Hay canales, fuentes, explanadas, glorietas espaciosas que alivian la inacabable repetición de sus calles en sombra. Los visitantes, con camaradería, se llaman unos a otros viajeros. El viajero duerme las noches de verano boca arriba bajo las estrellas, se sumerge en albercas de agua oscura, confunde el recuerdo de la distancia y el tiempo. Hay una zona reservada para las geometrías; otra con un bosque de cristal; otra con fosforescencias nocturnas y olores que atraen hacia sí como sirenas.
El laberinto solo tiene una regla: el viajero no puede establecerse. Puede detenerse, puede tenderse a dormir, por supuesto; pero no puede instalarse a ver pasar el tiempo. Debe circular siempre. El viajero puede circunvenir la norma mediante el recurso de seguir andando y volver a pasar por un sitio, sencillamente, pero el hecho es que una vez que se ha cruzado el arco vegetal de la entrada, lo que sigue está en manos del azar y del propio laberinto. Quizá querría el viajero volver a la explanada de los urogallos, a la risa cantarina de una mujer con la que habló junto a una fuente, volver al lugar donde se enamoró un día. Quizá quisiera entretenerse alrededor de los puestos de comida, en una encrucijada donde se juntan muchos viajeros, porque se siente solo. Quizá quisiese volver allí donde no aprendió, y esta vez hacerlo.

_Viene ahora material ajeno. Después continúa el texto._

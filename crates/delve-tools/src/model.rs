use async_trait::async_trait;
use serde_json::Value;

use delve_providers::ProviderRegistry;

use crate::{
    AnalyzeOutput, Capability, Finding, ReportOutput, SynthesizeOutput, ToolContext, ToolInput,
    ToolKind, ToolOutput, ToolResult,
};

const MAX_PLANNED_QUERIES: usize = 5;
const FINDING_CONTENT_CHARS: usize = 1200;

const ANALYZE_INSTRUCTIONS: &str = r#"You decide whether a question needs web research.
Reply with one JSON object and nothing else:
{"needsDeepSearch": bool, "searchQueries": [string], "reasoning": string}
Use needsDeepSearch=false for greetings, arithmetic, and anything answerable from general knowledge.
When research is needed, plan between 1 and 5 distinct, specific search queries."#;

const SYNTHESIZE_INSTRUCTIONS: &str = r#"You review research findings for a question.
Reply with one JSON object and nothing else:
{"needsMoreSearch": bool, "followUpQueries": [string], "reasoning": string, "summary": string}
Only ask for more search when an important part of the question is still unanswered."#;

const REPORT_INSTRUCTIONS: &str = "Write a well-structured markdown report answering the question \
from the findings below. Cite sources inline as [title](url). Do not invent facts beyond the findings.";

async fn complete(
    providers: &ProviderRegistry,
    ctx: &ToolContext,
    prompt: &str,
) -> anyhow::Result<String> {
    tokio::select! {
        result = providers.complete_for(&ctx.model, prompt) => result,
        _ = ctx.cancel.cancelled() => anyhow::bail!("cancelled"),
    }
}

/// Returns the first balanced `{...}` object in `text` parsed as JSON.
pub fn extract_first_json_object(text: &str) -> Option<Value> {
    let bytes = text.as_bytes();
    let mut search_from = 0;
    while let Some(offset) = text[search_from..].find('{') {
        let start = search_from + offset;
        let mut depth = 0usize;
        let mut in_string = false;
        let mut escaped = false;
        for (idx, &b) in bytes.iter().enumerate().skip(start) {
            if in_string {
                match b {
                    _ if escaped => escaped = false,
                    b'\\' => escaped = true,
                    b'"' => in_string = false,
                    _ => {}
                }
                continue;
            }
            match b {
                b'"' => in_string = true,
                b'{' => depth += 1,
                b'}' => {
                    depth -= 1;
                    if depth == 0 {
                        if let Ok(value) = serde_json::from_str::<Value>(&text[start..=idx]) {
                            if value.is_object() {
                                return Some(value);
                            }
                        }
                        break;
                    }
                }
                _ => {}
            }
        }
        search_from = start + 1;
    }
    None
}

fn clean_queries(raw: Vec<String>) -> Vec<String> {
    let mut out: Vec<String> = Vec::new();
    for query in raw {
        let query = query.trim();
        if query.is_empty() || out.iter().any(|q| q.eq_ignore_ascii_case(query)) {
            continue;
        }
        out.push(query.to_string());
        if out.len() == MAX_PLANNED_QUERIES {
            break;
        }
    }
    out
}

fn render_findings(findings: &[Finding]) -> String {
    if findings.is_empty() {
        return "(no findings)".to_string();
    }
    findings
        .iter()
        .enumerate()
        .map(|(idx, f)| {
            let content = f.content.chars().take(FINDING_CONTENT_CHARS).collect::<String>();
            format!(
                "[{}] {} ({})\nquery: {}\n{}",
                idx + 1,
                f.title,
                f.url,
                f.query,
                content
            )
        })
        .collect::<Vec<_>>()
        .join("\n\n")
}

pub struct ModelAnalyzer {
    providers: ProviderRegistry,
}

impl ModelAnalyzer {
    pub fn new(providers: ProviderRegistry) -> Self {
        Self { providers }
    }

    fn parse(raw: &str, prompt: &str) -> AnalyzeOutput {
        let parsed = extract_first_json_object(raw)
            .and_then(|value| serde_json::from_value::<AnalyzeOutput>(value).ok());
        let Some(mut output) = parsed else {
            tracing::warn!("analysis reply was not JSON; answering directly");
            return AnalyzeOutput {
                needs_deep_search: false,
                search_queries: Vec::new(),
                reasoning: raw.trim().to_string(),
            };
        };
        output.search_queries = clean_queries(output.search_queries);
        if output.needs_deep_search && output.search_queries.is_empty() {
            output.search_queries.push(prompt.trim().to_string());
        }
        if !output.needs_deep_search {
            output.search_queries.clear();
        }
        output
    }
}

#[async_trait]
impl Capability for ModelAnalyzer {
    fn kind(&self) -> ToolKind {
        ToolKind::Analyze
    }

    async fn invoke(&self, input: ToolInput, ctx: &ToolContext) -> anyhow::Result<ToolResult> {
        let ToolInput::Analyze(input) = input else {
            anyhow::bail!("analyzeQueryTool received a foreign input");
        };
        let context = if input.context.is_empty() {
            "(none)".to_string()
        } else {
            input.context.join("\n")
        };
        let prompt = format!(
            "{ANALYZE_INSTRUCTIONS}\n\nConversation so far:\n{context}\n\nQuestion:\n{}",
            input.prompt
        );
        let raw = complete(&self.providers, ctx, &prompt).await?;
        let output = Self::parse(&raw, &input.prompt);
        Ok(ToolResult {
            reasoning: output.reasoning.clone(),
            output: ToolOutput::Analyze(output),
            sources: Vec::new(),
        })
    }
}

pub struct ModelSynthesizer {
    providers: ProviderRegistry,
}

impl ModelSynthesizer {
    pub fn new(providers: ProviderRegistry) -> Self {
        Self { providers }
    }

    fn parse(raw: &str) -> SynthesizeOutput {
        let parsed = extract_first_json_object(raw)
            .and_then(|value| serde_json::from_value::<SynthesizeOutput>(value).ok());
        match parsed {
            Some(mut output) => {
                output.follow_up_queries = clean_queries(output.follow_up_queries);
                if output.follow_up_queries.is_empty() {
                    output.needs_more_search = false;
                }
                output
            }
            None => SynthesizeOutput {
                needs_more_search: false,
                follow_up_queries: Vec::new(),
                reasoning: "findings are sufficient".to_string(),
                summary: raw.trim().to_string(),
            },
        }
    }
}

#[async_trait]
impl Capability for ModelSynthesizer {
    fn kind(&self) -> ToolKind {
        ToolKind::Synthesize
    }

    async fn invoke(&self, input: ToolInput, ctx: &ToolContext) -> anyhow::Result<ToolResult> {
        let ToolInput::Synthesize(input) = input else {
            anyhow::bail!("synthesizeTool received a foreign input");
        };
        let prompt = format!(
            "{SYNTHESIZE_INSTRUCTIONS}\n\nQuestion:\n{}\n\nFindings:\n{}",
            input.prompt,
            render_findings(&input.findings)
        );
        let raw = complete(&self.providers, ctx, &prompt).await?;
        let output = Self::parse(&raw);
        Ok(ToolResult {
            reasoning: output.reasoning.clone(),
            output: ToolOutput::Synthesize(output),
            sources: Vec::new(),
        })
    }
}

pub struct ModelReporter {
    providers: ProviderRegistry,
}

impl ModelReporter {
    pub fn new(providers: ProviderRegistry) -> Self {
        Self { providers }
    }
}

#[async_trait]
impl Capability for ModelReporter {
    fn kind(&self) -> ToolKind {
        ToolKind::Report
    }

    async fn invoke(&self, input: ToolInput, ctx: &ToolContext) -> anyhow::Result<ToolResult> {
        let ToolInput::Report(input) = input else {
            anyhow::bail!("generateReportTool received a foreign input");
        };
        let prompt = format!(
            "{REPORT_INSTRUCTIONS}\n\nQuestion:\n{}\n\nFindings:\n{}",
            input.prompt,
            render_findings(&input.findings)
        );
        let report = complete(&self.providers, ctx, &prompt).await?;
        let report = report.trim().to_string();
        if report.is_empty() {
            anyhow::bail!("model returned an empty report");
        }
        Ok(ToolResult {
            reasoning: format!("Compiled report from {} findings", input.findings.len()),
            output: ToolOutput::Report(ReportOutput { report }),
            sources: Vec::new(),
        })
    }
}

Al final del laberinto el viajero ve de nuevo a la cierva, que ahora es negra. Aquel dintel de hojas parece el reverso del arco de la entrada, si no le engaña el recuerdo. La luz en el cielo ha cambiado. Es más cálida, más madura. Aún no es el momento, se dice. Podría volver al pabellón de papel blanco, a la caseta de los músicos ciegos o al jardín de las campanillas, qué sé yo. Seguir un tiempo.
Muchos viajeros no quieren salir. Algunos creen haber entendido que resolver el laberinto no consiste en cruzarlo. Que en el centro del laberinto hay algo que no es una geometría, y no quieren irse sin saberlo.